WORK INSTRUCTIONS ▸ Your answer should be the exact lines of the data below from the one containing "use axum::Router;" through the one containing "main application router."; please include nothing else.

[Start of Attachment]

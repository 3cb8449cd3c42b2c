//! JWT token generation and validation.

use chrono::{Duration, Utc};
use jsonwebtoken::{DecodingKey, EncodingKey, Header, Validation, decode, encode};
use thiserror::Error;

use crate::auth::Claims;

/// JWT configuration.
#[derive(Debug, Clone)]
pub struct JwtConfig {
    /// Secret key for signing tokens.
    pub secret: String,
    /// Access token expiration in minutes.
    pub access_token_expires_minutes: i64,
}

impl Default for JwtConfig {
    fn default() -> Self {
        Self {
            secret: "change-me-in-production".to_string(),
            access_token_expires_minutes: 720,
        }
    }
}

/// Longest token lifetime accepted from configuration: ten years.
const MAX_EXPIRY_MINUTES: u64 = 10 * 365 * 24 * 60;

impl From<&crate::config::JwtConfig> for JwtConfig {
    /// Rounds the configured lifetime up to whole minutes, so a short
    /// expiry never yields a token that is born expired.
    fn from(config: &crate::config::JwtConfig) -> Self {
        let minutes = config
            .access_token_expiry_secs
            .div_ceil(60)
            .clamp(1, MAX_EXPIRY_MINUTES);
        Self {
            secret: config.secret.clone(),
            access_token_expires_minutes: i64::try_from(minutes).unwrap_or(i64::MAX),
        }
    }
}

/// Errors that can occur during JWT operations.
#[derive(Debug, Error)]
pub enum JwtError {
    /// Token encoding failed.
    #[error("failed to encode token: {0}")]
    EncodingError(String),

    /// Token decoding failed.
    #[error("failed to decode token: {0}")]
    DecodingError(String),

    /// Token has expired.
    #[error("token has expired")]
    Expired,

    /// Token carries no subject.
    #[error("invalid token")]
    Invalid,
}

/// JWT service for token operations.
#[derive(Clone)]
pub struct JwtService {
    config: JwtConfig,
    encoding_key: EncodingKey,
    decoding_key: DecodingKey,
}

impl std::fmt::Debug for JwtService {
    fn fmt(&self, f: &mut std::fmt::Formatter<'_>) -> std::fmt::Result {
        f.debug_struct("JwtService")
            .field("access_token_expires_minutes", &self.config.access_token_expires_minutes)
            .field("secret", &"[hidden]")
            .finish()
    }
}

impl JwtService {
    /// Creates a new JWT service with the given configuration.
    #[must_use]
    pub fn new(config: JwtConfig) -> Self {
        let encoding_key = EncodingKey::from_secret(config.secret.as_bytes());
        let decoding_key = DecodingKey::from_secret(config.secret.as_bytes());
        Self {
            config,
            encoding_key,
            decoding_key,
        }
    }

    /// Generates an access token for an employee.
    ///
    /// # Errors
    ///
    /// Returns `JwtError::EncodingError` if token generation fails.
    pub fn generate_access_token(&self, username: &str) -> Result<String, JwtError> {
        let expires_at = Utc::now() + Duration::minutes(self.config.access_token_expires_minutes);
        let claims = Claims::new(username, expires_at);

        encode(&Header::default(), &claims, &self.encoding_key)
            .map_err(|e| JwtError::EncodingError(e.to_string()))
    }

    /// Validates and decodes a token.
    ///
    /// # Errors
    ///
    /// Returns `JwtError::Expired` if the token has expired,
    /// `JwtError::Invalid` if it names no employee, and
    /// `JwtError::DecodingError` if it is malformed or badly signed.
    pub fn validate_token(&self, token: &str) -> Result<Claims, JwtError> {
        let claims = decode::<Claims>(token, &self.decoding_key, &Validation::default())
            .map(|data| data.claims)
            .map_err(|e| match e.kind() {
                jsonwebtoken::errors::ErrorKind::ExpiredSignature => JwtError::Expired,
                _ => JwtError::DecodingError(e.to_string()),
            })?;

        if claims.sub.trim().is_empty() {
            return Err(JwtError::Invalid);
        }
        Ok(claims)
    }

    /// Returns the access token expiration in seconds.
    #[must_use]
    pub const fn access_token_expires_in(&self) -> i64 {
        self.config.access_token_expires_minutes * 60
    }
}
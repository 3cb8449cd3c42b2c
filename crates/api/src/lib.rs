//! HTTP API layer with Axum routes and middleware.
//!
//! This crate provides:
//! - The `/api` routes for auth, transfers, purchases, and wallet info
//! - Bearer token authentication middleware
//! - Error responses with a stable `{error, message}` body

pub mod error;
pub mod middleware;
pub mod routes;

use std::sync::Arc;

use axum::Router;
use sea_orm::DatabaseConnection;
use tower_http::cors::{Any, CorsLayer};
use tower_http::trace::TraceLayer;

use merchcoin_db::LedgerRepository;
use merchcoin_shared::{JwtService, LedgerConfig};

/// Application state shared across handlers.
#[derive(Clone)]
pub struct AppState {
    /// Database connection pool.
    pub db: Arc<DatabaseConnection>,
    /// JWT service for token operations.
    pub jwt_service: Arc<JwtService>,
    /// Ledger repository; the only writer of balances.
    pub ledger: Arc<LedgerRepository>,
    /// Ledger tuning, including the starting balance for new employees.
    pub ledger_config: LedgerConfig,
}

/// Creates the main application router.
pub fn create_router(state: AppState) -> Router {
    Router::new()
        .merge(routes::health::routes())
        .nest("/api", routes::api_routes_with_state(state.clone()))
        .layer(TraceLayer::new_for_http())
        .layer(
            CorsLayer::new()
                .allow_origin(Any)
                .allow_methods(Any)
                .allow_headers(Any),
        )
        .with_state(state)
}
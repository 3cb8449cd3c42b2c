//! Wallet summary route.

use axum::{Json, Router, extract::State, routing::get};
use serde::Serialize;

use crate::AppState;
use crate::error::ApiResult;
use crate::middleware::auth::AuthUser;
use merchcoin_core::ledger::LedgerError;
use merchcoin_db::{EmployeeRepository, PurchaseLog, TransactionLog};
use merchcoin_shared::AppError;

/// Response of `GET /api/info`.
#[derive(Debug, Serialize)]
#[serde(rename_all = "camelCase")]
pub struct InfoResponse {
    /// Current balance.
    pub coins: i64,
    /// Purchased items and counts.
    pub inventory: Vec<InventoryEntry>,
    /// Transfers in and out.
    pub coin_history: CoinHistoryResponse,
}

/// One inventory line.
#[derive(Debug, Serialize)]
pub struct InventoryEntry {
    /// Item name.
    #[serde(rename = "type")]
    pub item_type: String,
    /// How many were bought.
    pub quantity: u64,
}

/// Transfer history split by direction.
#[derive(Debug, Serialize)]
pub struct CoinHistoryResponse {
    /// Incoming transfers.
    pub received: Vec<ReceivedEntry>,
    /// Outgoing transfers.
    pub sent: Vec<SentEntry>,
}

/// One incoming transfer.
#[derive(Debug, Serialize)]
#[serde(rename_all = "camelCase")]
pub struct ReceivedEntry {
    /// Sender username.
    pub from_user: String,
    /// Coins received.
    pub amount: i64,
}

/// One outgoing transfer.
#[derive(Debug, Serialize)]
#[serde(rename_all = "camelCase")]
pub struct SentEntry {
    /// Receiver username.
    pub to_user: String,
    /// Coins sent.
    pub amount: i64,
}

/// Creates the info router.
pub fn routes() -> Router<AppState> {
    Router::new().route("/info", get(info))
}

/// GET /api/info - Balance, inventory, and transfer history of the caller.
async fn info(State(state): State<AppState>, user: AuthUser) -> ApiResult<Json<InfoResponse>> {
    let db = state.db.as_ref();
    let username = user.username();

    let coins = EmployeeRepository::new(db.clone())
        .balance_of(username)
        .await
        .map_err(|e| AppError::Database(e.to_string()))?
        .ok_or_else(|| LedgerError::Unauthorized(username.to_string()))?;

    let inventory = PurchaseLog::inventory_for(db, username)
        .await?
        .into_iter()
        .map(|line| InventoryEntry {
            item_type: line.item,
            quantity: line.quantity,
        })
        .collect();

    let history = TransactionLog::history_for(db, username).await?;

    Ok(Json(InfoResponse {
        coins,
        inventory,
        coin_history: CoinHistoryResponse {
            received: history
                .received
                .into_iter()
                .map(|r| ReceivedEntry {
                    from_user: r.from,
                    amount: r.amount,
                })
                .collect(),
            sent: history
                .sent
                .into_iter()
                .map(|r| SentEntry {
                    to_user: r.to,
                    amount: r.amount,
                })
                .collect(),
        },
    }))
}
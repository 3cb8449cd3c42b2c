//! Shared errors, configuration, and token handling for Merchcoin.
//!
//! This crate provides common pieces used across all other crates:
//! - Application-wide error taxonomy with transport status mapping
//! - Layered configuration management
//! - JWT claims and token service for the authenticated principal

pub mod auth;
pub mod config;
pub mod error;
pub mod jwt;


pub use auth::{AuthRequest, AuthResponse, Claims};
pub use config::{AppConfig, LedgerConfig};
pub use error::{AppError, AppResult};
pub use jwt::{JwtConfig, JwtError, JwtService};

[End of Attachment]

EXERCISE OUTPUT ▸
use axum::Router;
use sea_orm::DatabaseConnection;
use tower_http::cors::{Any, CorsLayer};
use tower_http::trace::TraceLayer;

use merchcoin_db::LedgerRepository;
use merchcoin_shared::{JwtService, LedgerConfig};

/// Application state shared across handlers.
#[derive(Clone)]
pub struct AppState {
    /// Database connection pool.
    pub db: Arc<DatabaseConnection>,
    /// JWT service for token operations.
    pub jwt_service: Arc<JwtService>,
    /// Ledger repository; the only writer of balances.
    pub ledger: Arc<LedgerRepository>,
    /// Ledger tuning, including the starting balance for new employees.
    pub ledger_config: LedgerConfig,
}

/// Creates the main application router.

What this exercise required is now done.